◆ Brief ◆
Only an exact retyping of all the entries counts as an answer.

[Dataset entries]
------------------------------------

use std::path::{Path, PathBuf};

use anyhow::Context as _;

use crate::animation::looping::LoopBinding;
use crate::animation::script::script_timeline;
use crate::animation::timeline::Timeline;
use crate::config::LogoConfig;
use crate::foundation::error::HexlogoResult;
use crate::render::document::{AnimateSpec, append_animations, render_scene, resolve_steps};
use crate::scene::builder::build_scene;
use crate::scene::model::Scene;

/// File names of the two SVG artifacts.
#[derive(Clone, Debug, PartialEq, Eq)]
pub struct OutputNames {
    /// Static logo.
    pub static_name: String,
    /// Looping animated logo.
    pub active_name: String,
}

impl Default for OutputNames {
    fn default() -> Self {
        Self {
            static_name: "hexlogo.svg".to_owned(),
            active_name: "hexlogo_active.svg".to_owned(),
        }
    }
}

/// Everything one run produces.
#[derive(Clone, Debug)]
pub struct LogoArtifacts {
    /// Laid-out nodes and edges.
    pub scene: Scene,
    /// Loop-bound flash timeline.
    pub timeline: Timeline,
    /// Binding applied to `timeline`.
    pub binding: LoopBinding,
    /// Serialized static SVG.
    pub static_svg: String,
    /// Serialized animated SVG; the static drawing plus `<animate>` elements.
    pub active_svg: String,
}

/// Paths written by [`LogoArtifacts::write`].
#[derive(Clone, Debug, PartialEq, Eq)]
pub struct WrittenPaths {
    /// Static SVG path.
    pub static_path: PathBuf,
    /// Animated SVG path.
    pub active_path: PathBuf,
}

/// Build the scene, serialize the static logo, script and loop-bind the flash timeline, then
/// serialize the animated logo from the same document.
#[tracing::instrument(skip_all)]
pub fn generate(cfg: &LogoConfig) -> HexlogoResult<LogoArtifacts> {
    let scene = build_scene(cfg)?;

    let doc = render_scene(&scene);
    let static_svg = doc.to_string();

    let mut scripted = script_timeline(&scene, &cfg.script, cfg.palette.highlight, cfg.flash)?;
    let binding = LoopBinding::new(scripted.terminal, cfg.loop_terminal);
    binding.apply(&mut scripted.timeline)?;

    let active_svg = append_animations(doc, &scene, &scripted.timeline)?.to_string();
    tracing::info!(
        steps = scripted.timeline.len(),
        period_secs = binding.period_secs(&scripted.timeline)?,
        policy = ?cfg.loop_terminal,
        "logo generated"
    );

    Ok(LogoArtifacts {
        scene,
        timeline: scripted.timeline,
        binding,
        static_svg,
        active_svg,
    })
}

impl LogoArtifacts {
    /// Write both SVG files into `dir`, creating it if needed.
    pub fn write(&self, dir: &Path, names: &OutputNames) -> HexlogoResult<WrittenPaths> {
        std::fs::create_dir_all(dir)
            .with_context(|| format!("create output dir '{}'", dir.display()))?;

        let static_path = dir.join(&names.static_name);
        let active_path = dir.join(&names.active_name);
        for (path, text) in [
            (&static_path, &self.static_svg),
            (&active_path, &self.active_svg),
        ] {
            std::fs::write(path, text).with_context(|| format!("write svg '{}'", path.display()))?;
            tracing::info!(path = %path.display(), bytes = text.len(), "wrote");
        }

        Ok(WrittenPaths {
            static_path,
            active_path,
        })
    }

    /// The bound timeline as `<animate>` attribute sets.
    pub fn animate_specs(&self) -> HexlogoResult<Vec<AnimateSpec>> {
        resolve_steps(&self.scene, &self.timeline)
    }
}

------------------------------------

◆ Answer section ◆
use std::path::{Path, PathBuf};

use anyhow::Context as _;

use crate::animation::looping::LoopBinding;
use crate::animation::script::script_timeline;
use crate::animation::timeline::Timeline;
use crate::config::LogoConfig;
use crate::foundation::error::HexlogoResult;
use crate::render::document::{AnimateSpec, append_animations, render_scene, resolve_steps};
use crate::scene::builder::build_scene;
use crate::scene::model::Scene;

/// File names of the two SVG artifacts.
#[derive(Clone, Debug, PartialEq, Eq)]
pub struct OutputNames {
    /// Static logo.
    pub static_name: String,
    /// Looping animated logo.
    pub active_name: String,
}

impl Default for OutputNames {
    fn default() -> Self {
        Self {
            static_name: "hexlogo.svg".to_owned(),
            active_name: "hexlogo_active.svg".to_owned(),
        }
    }
}

/// Everything one run produces.
#[derive(Clone, Debug)]
pub struct LogoArtifacts {
    /// Laid-out nodes and edges.
    pub scene: Scene,
    /// Loop-bound flash timeline.
    pub timeline: Timeline,
    /// Binding applied to `timeline`.
    pub binding: LoopBinding,
    /// Serialized static SVG.
    pub static_svg: String,
    /// Serialized animated SVG; the static drawing plus `<animate>` elements.
    pub active_svg: String,
}

/// Paths written by [`LogoArtifacts::write`].
#[derive(Clone, Debug, PartialEq, Eq)]
pub struct WrittenPaths {
    /// Static SVG path.
    pub static_path: PathBuf,
    /// Animated SVG path.
    pub active_path: PathBuf,
}

/// Build the scene, serialize the static logo, script and loop-bind the flash timeline, then
/// serialize the animated logo from the same document.
#[tracing::instrument(skip_all)]
pub fn generate(cfg: &LogoConfig) -> HexlogoResult<LogoArtifacts> {
    let scene = build_scene(cfg)?;

    let doc = render_scene(&scene);
    let static_svg = doc.to_string();

    let mut scripted = script_timeline(&scene, &cfg.script, cfg.palette.highlight, cfg.flash)?;
    let binding = LoopBinding::new(scripted.terminal, cfg.loop_terminal);
    binding.apply(&mut scripted.timeline)?;

    let active_svg = append_animations(doc, &scene, &scripted.timeline)?.to_string();
    tracing::info!(
        steps = scripted.timeline.len(),
        period_secs = binding.period_secs(&scripted.timeline)?,
        policy = ?cfg.loop_terminal,
        "logo generated"
    );

    Ok(LogoArtifacts {
        scene,
        timeline: scripted.timeline,
        binding,
        static_svg,
        active_svg,
    })
}

impl LogoArtifacts {
    /// Write both SVG files into `dir`, creating it if needed.
    pub fn write(&self, dir: &Path, names: &OutputNames) -> HexlogoResult<WrittenPaths> {
        std::fs::create_dir_all(dir)
            .with_context(|| format!("create output dir '{}'", dir.display()))?;

        let static_path = dir.join(&names.static_name);
        let active_path = dir.join(&names.active_name);
        for (path, text) in [
            (&static_path, &self.static_svg),
            (&active_path, &self.active_svg),
        ] {
            std::fs::write(path, text).with_context(|| format!("write svg '{}'", path.display()))?;
            tracing::info!(path = %path.display(), bytes = text.len(), "wrote");
        }

        Ok(WrittenPaths {
            static_path,
            active_path,
        })
    }

    /// The bound timeline as `<animate>` attribute sets.
    pub fn animate_specs(&self) -> HexlogoResult<Vec<AnimateSpec>> {
        resolve_steps(&self.scene, &self.timeline)
    }
}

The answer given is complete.